[[ STORED DATA open ]]
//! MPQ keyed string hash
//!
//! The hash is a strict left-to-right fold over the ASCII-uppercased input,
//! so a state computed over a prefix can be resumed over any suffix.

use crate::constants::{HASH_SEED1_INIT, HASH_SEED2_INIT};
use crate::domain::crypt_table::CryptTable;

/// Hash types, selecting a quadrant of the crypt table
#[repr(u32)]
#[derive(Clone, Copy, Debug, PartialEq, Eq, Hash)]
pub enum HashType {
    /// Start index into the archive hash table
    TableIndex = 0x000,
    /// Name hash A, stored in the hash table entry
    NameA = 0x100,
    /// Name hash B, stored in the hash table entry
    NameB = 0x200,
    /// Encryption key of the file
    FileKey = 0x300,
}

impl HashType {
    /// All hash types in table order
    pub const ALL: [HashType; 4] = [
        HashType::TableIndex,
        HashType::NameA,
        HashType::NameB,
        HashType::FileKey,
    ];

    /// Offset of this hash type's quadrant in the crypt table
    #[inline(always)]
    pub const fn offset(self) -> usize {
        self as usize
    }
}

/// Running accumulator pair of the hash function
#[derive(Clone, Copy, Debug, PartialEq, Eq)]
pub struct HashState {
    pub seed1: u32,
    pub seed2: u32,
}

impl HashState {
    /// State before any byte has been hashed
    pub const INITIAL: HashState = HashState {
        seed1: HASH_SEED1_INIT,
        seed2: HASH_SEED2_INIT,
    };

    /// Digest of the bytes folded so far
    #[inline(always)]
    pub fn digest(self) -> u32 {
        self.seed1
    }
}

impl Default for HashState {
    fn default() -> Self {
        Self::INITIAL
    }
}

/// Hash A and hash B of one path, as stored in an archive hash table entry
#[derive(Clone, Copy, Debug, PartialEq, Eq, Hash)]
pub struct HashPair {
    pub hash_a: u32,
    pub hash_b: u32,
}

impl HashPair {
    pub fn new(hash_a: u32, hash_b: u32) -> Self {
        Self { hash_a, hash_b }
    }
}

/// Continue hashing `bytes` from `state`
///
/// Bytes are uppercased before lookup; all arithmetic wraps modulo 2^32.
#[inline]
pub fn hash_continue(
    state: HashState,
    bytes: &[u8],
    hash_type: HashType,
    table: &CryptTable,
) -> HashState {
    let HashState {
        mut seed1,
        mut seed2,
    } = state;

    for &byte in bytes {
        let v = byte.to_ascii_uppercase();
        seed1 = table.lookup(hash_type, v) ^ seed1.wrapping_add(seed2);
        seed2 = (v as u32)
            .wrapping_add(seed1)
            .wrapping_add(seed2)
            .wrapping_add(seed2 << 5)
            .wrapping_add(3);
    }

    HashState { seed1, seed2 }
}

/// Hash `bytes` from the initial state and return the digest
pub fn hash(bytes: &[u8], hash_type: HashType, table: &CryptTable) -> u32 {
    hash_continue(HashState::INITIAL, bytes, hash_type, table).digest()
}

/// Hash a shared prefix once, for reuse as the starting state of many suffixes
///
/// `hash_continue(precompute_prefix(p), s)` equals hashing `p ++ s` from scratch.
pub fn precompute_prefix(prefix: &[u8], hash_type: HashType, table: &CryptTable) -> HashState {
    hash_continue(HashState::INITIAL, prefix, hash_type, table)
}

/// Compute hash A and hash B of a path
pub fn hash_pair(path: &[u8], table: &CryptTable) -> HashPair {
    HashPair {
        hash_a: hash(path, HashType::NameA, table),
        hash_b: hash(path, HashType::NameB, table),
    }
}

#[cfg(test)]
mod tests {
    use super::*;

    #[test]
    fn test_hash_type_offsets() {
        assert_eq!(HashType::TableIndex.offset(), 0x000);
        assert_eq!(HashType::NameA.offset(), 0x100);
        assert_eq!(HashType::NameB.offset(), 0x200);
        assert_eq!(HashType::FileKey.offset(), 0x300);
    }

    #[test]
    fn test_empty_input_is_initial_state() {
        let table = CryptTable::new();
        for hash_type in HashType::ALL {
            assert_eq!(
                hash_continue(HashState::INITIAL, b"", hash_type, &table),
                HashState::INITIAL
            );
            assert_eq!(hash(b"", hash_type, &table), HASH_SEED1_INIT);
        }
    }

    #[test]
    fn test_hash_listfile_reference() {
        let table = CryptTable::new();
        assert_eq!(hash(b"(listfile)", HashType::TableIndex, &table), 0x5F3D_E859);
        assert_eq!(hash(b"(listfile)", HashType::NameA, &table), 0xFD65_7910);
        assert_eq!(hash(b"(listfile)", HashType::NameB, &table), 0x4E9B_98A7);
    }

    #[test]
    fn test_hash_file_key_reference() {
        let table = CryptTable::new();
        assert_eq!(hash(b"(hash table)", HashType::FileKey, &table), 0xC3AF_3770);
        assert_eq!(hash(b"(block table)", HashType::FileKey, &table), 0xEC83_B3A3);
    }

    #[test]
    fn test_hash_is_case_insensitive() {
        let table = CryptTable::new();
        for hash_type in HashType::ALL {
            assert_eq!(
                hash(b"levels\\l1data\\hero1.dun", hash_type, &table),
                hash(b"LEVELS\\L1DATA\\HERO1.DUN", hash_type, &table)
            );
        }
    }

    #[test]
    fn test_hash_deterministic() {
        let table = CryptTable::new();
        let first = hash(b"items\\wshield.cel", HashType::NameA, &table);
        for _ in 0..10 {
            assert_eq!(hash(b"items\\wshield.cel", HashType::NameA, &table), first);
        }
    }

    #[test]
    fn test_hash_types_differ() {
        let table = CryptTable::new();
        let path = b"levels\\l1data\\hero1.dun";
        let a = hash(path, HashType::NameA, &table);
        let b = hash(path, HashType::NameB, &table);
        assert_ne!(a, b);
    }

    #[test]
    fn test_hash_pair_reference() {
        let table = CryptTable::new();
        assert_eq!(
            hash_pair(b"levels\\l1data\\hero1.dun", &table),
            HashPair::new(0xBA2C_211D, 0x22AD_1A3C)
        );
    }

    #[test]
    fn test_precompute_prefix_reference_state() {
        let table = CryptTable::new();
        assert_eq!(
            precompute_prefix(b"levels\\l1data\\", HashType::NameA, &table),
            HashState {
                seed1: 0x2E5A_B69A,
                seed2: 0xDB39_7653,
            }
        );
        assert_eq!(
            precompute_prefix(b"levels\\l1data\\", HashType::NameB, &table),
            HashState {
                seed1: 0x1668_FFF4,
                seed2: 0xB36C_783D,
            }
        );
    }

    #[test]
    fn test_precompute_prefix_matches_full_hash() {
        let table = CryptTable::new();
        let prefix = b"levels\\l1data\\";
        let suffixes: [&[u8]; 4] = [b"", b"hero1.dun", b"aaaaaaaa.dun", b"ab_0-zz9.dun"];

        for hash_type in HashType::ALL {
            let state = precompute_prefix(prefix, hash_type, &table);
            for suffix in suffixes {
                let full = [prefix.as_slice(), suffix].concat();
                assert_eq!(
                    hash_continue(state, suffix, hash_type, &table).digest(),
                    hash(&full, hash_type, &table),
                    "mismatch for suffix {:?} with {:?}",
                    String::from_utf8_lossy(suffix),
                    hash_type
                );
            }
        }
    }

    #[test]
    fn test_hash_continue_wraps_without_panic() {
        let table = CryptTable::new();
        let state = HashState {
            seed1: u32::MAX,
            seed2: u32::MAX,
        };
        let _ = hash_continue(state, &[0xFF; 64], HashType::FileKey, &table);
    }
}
[[ STORED DATA closed ]]
[[ STORED DATA open ]]
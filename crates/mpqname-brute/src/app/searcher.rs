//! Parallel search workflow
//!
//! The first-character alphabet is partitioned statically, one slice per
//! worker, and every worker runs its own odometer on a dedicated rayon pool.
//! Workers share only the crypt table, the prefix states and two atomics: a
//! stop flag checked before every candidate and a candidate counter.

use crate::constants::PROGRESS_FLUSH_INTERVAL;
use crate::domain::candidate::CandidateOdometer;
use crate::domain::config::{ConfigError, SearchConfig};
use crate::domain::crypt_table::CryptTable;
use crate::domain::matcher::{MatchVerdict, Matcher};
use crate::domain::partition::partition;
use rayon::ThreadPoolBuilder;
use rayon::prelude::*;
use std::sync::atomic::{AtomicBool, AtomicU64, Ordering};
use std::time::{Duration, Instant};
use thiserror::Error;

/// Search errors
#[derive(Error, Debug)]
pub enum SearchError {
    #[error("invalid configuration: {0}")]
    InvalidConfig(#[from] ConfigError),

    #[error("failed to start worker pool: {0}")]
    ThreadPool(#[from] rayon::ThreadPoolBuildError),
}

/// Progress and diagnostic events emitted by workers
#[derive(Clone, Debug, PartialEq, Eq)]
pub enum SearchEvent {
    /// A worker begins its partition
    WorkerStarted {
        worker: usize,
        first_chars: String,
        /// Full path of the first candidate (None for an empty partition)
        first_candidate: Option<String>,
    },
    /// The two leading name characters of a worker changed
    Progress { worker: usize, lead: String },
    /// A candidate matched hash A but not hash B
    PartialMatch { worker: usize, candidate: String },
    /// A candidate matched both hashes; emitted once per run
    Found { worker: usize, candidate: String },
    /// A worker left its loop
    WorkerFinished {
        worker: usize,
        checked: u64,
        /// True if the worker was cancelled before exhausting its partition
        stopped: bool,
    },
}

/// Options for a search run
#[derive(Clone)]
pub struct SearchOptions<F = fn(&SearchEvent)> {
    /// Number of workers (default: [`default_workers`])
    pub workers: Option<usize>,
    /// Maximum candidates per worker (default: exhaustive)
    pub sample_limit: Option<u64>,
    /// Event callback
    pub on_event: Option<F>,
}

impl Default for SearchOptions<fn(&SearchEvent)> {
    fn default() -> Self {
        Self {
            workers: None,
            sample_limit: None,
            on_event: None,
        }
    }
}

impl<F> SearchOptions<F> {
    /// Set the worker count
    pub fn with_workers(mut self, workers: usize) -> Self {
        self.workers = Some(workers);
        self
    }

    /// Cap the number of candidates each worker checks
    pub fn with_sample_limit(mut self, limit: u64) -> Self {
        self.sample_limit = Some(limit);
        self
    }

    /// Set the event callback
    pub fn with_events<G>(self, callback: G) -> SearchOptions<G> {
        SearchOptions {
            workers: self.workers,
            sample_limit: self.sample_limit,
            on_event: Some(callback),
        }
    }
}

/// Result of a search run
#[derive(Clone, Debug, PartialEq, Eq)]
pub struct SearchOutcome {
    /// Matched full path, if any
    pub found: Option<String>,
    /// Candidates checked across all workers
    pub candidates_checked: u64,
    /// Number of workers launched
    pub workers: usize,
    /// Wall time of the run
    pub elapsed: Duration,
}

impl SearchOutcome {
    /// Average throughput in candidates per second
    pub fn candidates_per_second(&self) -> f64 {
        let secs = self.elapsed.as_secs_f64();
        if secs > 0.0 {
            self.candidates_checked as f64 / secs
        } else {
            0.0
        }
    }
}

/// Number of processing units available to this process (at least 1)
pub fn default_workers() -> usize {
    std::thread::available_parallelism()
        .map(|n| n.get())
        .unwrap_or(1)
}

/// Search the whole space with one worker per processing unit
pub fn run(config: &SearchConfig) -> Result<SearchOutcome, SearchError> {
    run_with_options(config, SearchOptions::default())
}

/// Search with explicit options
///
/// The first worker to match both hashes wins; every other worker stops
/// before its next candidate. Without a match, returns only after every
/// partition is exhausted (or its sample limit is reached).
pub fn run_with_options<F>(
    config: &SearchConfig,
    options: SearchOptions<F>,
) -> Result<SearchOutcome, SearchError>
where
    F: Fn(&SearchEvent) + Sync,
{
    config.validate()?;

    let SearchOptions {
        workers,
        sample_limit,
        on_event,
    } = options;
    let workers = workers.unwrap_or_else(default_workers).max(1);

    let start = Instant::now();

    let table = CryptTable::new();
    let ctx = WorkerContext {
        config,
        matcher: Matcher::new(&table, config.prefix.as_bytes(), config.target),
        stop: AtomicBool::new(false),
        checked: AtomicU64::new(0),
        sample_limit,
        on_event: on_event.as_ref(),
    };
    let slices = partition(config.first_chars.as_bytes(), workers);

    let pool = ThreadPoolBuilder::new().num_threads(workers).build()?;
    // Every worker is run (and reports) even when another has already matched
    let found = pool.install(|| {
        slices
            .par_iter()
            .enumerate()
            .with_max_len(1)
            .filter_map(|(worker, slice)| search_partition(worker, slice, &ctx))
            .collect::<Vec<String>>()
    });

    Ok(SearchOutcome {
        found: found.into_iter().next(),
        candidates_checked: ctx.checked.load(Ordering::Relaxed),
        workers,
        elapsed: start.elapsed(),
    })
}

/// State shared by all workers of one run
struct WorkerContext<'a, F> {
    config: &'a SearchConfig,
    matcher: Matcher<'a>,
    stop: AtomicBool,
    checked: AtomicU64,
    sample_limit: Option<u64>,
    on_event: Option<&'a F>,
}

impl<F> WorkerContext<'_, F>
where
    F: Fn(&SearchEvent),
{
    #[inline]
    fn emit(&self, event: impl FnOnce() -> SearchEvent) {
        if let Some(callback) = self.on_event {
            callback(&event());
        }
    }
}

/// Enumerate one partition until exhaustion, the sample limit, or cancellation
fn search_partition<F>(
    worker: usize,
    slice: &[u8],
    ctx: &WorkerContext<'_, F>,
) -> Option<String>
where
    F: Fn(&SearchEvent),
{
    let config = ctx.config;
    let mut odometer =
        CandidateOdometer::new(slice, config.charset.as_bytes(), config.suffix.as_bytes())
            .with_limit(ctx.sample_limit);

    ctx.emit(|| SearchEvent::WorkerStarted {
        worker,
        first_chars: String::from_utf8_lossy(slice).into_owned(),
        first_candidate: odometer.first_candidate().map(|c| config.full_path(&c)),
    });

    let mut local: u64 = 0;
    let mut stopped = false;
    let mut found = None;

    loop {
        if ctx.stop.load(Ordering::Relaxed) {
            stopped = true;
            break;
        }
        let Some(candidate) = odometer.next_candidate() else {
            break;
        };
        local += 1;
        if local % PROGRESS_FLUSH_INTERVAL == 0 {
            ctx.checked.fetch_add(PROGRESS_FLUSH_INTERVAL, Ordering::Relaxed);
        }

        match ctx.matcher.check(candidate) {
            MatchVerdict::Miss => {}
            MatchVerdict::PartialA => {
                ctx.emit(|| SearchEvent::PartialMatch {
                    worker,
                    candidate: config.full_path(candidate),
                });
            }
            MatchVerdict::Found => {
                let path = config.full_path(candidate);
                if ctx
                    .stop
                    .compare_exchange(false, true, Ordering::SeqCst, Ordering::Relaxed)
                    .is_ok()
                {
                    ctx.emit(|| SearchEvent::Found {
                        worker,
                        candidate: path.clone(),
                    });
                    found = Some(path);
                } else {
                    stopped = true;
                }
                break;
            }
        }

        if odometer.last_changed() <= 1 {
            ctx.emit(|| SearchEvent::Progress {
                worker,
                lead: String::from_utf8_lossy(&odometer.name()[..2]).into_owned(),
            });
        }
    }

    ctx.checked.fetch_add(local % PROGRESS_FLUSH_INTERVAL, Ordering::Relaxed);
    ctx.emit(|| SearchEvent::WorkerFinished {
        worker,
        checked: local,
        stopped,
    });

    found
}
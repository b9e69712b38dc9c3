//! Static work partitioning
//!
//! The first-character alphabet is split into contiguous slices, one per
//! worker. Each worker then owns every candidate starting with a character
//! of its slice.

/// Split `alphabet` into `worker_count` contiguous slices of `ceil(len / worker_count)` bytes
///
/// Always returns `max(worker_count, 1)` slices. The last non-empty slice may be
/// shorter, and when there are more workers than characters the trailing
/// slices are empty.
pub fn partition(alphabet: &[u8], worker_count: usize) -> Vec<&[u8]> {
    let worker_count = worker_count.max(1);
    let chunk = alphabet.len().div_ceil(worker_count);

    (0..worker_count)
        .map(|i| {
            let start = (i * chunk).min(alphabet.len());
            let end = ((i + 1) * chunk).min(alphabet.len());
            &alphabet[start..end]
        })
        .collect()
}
[[ STORED DATA closed ]]
[[ STORED DATA open ]]
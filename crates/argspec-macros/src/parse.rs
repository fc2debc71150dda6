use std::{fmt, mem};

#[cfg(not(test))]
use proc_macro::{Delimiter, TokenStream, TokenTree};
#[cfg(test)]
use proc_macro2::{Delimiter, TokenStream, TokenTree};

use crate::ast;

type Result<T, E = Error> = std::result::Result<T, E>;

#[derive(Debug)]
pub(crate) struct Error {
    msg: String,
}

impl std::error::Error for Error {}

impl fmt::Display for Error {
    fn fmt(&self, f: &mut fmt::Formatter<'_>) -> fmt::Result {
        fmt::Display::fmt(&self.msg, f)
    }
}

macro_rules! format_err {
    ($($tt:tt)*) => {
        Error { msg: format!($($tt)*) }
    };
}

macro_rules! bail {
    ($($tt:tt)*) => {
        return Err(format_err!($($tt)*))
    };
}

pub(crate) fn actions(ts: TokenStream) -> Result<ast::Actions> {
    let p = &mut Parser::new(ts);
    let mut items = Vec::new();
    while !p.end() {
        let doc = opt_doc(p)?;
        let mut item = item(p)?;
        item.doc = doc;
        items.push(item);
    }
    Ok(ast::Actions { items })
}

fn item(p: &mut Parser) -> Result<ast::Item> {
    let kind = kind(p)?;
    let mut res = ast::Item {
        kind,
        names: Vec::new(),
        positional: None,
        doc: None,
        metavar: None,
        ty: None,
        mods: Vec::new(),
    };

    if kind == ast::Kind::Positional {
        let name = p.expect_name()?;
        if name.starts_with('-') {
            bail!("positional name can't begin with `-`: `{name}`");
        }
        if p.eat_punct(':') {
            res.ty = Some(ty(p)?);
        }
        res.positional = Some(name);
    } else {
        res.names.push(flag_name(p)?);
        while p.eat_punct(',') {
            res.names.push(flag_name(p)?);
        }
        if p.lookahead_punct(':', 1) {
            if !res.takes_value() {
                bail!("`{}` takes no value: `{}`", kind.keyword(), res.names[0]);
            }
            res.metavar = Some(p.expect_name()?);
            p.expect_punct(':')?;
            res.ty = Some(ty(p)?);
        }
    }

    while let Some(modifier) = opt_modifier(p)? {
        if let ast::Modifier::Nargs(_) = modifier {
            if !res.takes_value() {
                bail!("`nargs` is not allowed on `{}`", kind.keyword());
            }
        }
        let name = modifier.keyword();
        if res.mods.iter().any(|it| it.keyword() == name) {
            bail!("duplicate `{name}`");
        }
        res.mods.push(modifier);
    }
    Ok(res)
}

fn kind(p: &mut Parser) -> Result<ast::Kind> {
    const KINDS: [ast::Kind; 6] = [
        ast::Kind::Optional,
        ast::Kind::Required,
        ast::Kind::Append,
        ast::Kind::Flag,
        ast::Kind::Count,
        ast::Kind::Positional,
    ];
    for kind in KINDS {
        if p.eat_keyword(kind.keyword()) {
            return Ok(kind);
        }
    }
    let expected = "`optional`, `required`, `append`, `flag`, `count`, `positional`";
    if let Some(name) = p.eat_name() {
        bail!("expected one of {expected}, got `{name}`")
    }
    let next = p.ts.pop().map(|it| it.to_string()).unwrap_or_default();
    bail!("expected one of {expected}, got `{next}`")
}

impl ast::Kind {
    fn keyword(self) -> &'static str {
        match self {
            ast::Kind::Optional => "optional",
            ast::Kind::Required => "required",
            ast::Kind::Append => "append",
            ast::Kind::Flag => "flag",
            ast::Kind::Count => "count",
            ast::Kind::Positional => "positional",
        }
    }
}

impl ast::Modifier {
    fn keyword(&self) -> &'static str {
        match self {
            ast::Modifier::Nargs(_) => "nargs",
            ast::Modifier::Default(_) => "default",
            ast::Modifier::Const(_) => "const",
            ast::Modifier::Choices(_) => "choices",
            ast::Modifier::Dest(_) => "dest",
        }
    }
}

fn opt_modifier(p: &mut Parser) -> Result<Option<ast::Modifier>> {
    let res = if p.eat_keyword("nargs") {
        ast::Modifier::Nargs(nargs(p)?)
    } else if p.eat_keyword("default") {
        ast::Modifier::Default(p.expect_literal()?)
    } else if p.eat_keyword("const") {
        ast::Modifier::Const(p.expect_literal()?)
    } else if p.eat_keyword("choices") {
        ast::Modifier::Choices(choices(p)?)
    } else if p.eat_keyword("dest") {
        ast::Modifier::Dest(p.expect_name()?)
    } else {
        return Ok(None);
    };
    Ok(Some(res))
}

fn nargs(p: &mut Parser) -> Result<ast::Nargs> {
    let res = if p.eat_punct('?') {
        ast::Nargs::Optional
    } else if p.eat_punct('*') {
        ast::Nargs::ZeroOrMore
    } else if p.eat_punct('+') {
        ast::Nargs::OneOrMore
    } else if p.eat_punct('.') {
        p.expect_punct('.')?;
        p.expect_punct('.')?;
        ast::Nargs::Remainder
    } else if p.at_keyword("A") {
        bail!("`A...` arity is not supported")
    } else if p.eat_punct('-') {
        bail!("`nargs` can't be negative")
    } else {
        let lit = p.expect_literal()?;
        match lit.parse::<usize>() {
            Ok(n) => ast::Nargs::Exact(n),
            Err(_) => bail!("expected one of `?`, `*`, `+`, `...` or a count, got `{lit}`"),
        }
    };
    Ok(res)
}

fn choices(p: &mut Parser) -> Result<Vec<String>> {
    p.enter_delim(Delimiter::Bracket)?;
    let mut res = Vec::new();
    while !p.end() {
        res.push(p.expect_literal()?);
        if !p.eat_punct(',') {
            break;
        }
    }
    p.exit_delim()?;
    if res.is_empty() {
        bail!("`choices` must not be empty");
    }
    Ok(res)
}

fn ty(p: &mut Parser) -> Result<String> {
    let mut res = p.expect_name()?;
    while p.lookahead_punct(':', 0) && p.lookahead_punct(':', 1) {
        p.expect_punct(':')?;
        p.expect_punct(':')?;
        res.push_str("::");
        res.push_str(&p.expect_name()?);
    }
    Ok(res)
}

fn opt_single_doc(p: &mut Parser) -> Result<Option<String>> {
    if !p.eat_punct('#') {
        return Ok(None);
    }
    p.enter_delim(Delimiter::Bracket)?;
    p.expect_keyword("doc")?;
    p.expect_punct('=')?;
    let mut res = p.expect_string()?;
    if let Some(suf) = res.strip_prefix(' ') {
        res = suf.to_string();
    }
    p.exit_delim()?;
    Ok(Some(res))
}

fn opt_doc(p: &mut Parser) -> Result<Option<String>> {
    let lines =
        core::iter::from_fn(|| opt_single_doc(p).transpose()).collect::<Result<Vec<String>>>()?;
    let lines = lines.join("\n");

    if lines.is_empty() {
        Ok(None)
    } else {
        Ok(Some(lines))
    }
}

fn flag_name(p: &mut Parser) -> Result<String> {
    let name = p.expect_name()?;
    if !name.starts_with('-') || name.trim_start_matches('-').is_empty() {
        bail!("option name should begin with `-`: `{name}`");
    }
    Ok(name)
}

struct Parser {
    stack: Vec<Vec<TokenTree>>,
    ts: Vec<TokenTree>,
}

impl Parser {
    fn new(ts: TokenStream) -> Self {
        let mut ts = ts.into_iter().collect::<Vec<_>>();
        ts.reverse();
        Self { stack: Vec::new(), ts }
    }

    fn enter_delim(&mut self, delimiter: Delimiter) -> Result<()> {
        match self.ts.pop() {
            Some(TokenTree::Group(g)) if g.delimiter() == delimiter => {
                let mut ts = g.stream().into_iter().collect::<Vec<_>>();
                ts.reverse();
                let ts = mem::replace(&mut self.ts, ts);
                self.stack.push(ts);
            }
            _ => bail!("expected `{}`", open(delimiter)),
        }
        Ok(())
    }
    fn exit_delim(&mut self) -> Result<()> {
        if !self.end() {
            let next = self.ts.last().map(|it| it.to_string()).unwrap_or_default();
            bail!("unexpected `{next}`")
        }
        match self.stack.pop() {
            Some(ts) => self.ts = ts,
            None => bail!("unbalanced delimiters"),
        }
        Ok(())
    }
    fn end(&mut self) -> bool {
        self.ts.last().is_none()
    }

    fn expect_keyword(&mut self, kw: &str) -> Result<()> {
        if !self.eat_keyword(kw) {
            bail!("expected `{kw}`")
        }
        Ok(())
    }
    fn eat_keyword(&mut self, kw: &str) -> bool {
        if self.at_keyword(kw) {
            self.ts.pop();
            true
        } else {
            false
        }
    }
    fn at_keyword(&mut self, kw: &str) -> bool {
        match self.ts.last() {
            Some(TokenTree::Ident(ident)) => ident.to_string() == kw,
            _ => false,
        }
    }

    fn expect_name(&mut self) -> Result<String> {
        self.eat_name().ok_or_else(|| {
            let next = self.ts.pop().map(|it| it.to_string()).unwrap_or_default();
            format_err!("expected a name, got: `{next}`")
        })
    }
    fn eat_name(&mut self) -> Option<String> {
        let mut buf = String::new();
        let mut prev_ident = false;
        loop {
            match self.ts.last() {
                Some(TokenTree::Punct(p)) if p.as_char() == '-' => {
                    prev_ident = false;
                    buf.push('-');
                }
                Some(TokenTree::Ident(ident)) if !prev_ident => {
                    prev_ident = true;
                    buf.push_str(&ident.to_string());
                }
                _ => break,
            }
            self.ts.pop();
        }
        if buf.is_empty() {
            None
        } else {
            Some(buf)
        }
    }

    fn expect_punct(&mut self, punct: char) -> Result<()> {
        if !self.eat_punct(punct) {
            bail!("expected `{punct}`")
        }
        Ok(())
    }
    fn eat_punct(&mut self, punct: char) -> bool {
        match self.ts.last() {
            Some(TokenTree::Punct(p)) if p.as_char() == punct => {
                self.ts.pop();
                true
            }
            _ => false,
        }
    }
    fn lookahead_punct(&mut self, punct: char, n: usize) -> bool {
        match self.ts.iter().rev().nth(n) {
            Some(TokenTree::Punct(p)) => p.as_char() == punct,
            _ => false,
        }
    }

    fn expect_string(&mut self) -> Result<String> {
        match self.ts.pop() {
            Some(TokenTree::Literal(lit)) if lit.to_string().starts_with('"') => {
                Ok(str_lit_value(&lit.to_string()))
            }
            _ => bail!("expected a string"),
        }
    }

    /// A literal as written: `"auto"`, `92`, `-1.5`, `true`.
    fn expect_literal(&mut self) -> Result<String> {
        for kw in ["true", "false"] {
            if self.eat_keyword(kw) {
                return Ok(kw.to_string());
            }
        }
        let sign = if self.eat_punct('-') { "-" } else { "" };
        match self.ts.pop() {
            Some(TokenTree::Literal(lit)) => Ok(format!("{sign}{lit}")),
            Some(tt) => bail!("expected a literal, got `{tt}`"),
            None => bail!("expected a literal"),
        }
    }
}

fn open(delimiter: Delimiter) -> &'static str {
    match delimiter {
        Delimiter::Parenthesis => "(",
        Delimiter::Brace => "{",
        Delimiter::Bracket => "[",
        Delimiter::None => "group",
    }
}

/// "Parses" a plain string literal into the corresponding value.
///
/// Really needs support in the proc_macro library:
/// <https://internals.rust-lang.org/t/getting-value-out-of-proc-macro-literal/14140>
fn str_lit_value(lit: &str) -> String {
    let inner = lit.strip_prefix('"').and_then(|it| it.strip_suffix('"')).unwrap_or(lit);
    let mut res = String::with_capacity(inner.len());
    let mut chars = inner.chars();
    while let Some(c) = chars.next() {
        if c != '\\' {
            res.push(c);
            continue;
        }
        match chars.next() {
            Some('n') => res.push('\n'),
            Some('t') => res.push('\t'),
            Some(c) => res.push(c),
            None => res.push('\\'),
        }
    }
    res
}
[[ STORED DATA closed ]]
EXERCISE BRIEF | Go through the listing above, count the lines that contain "NameA", and state that number alone.

YOUR SOLUTION | 9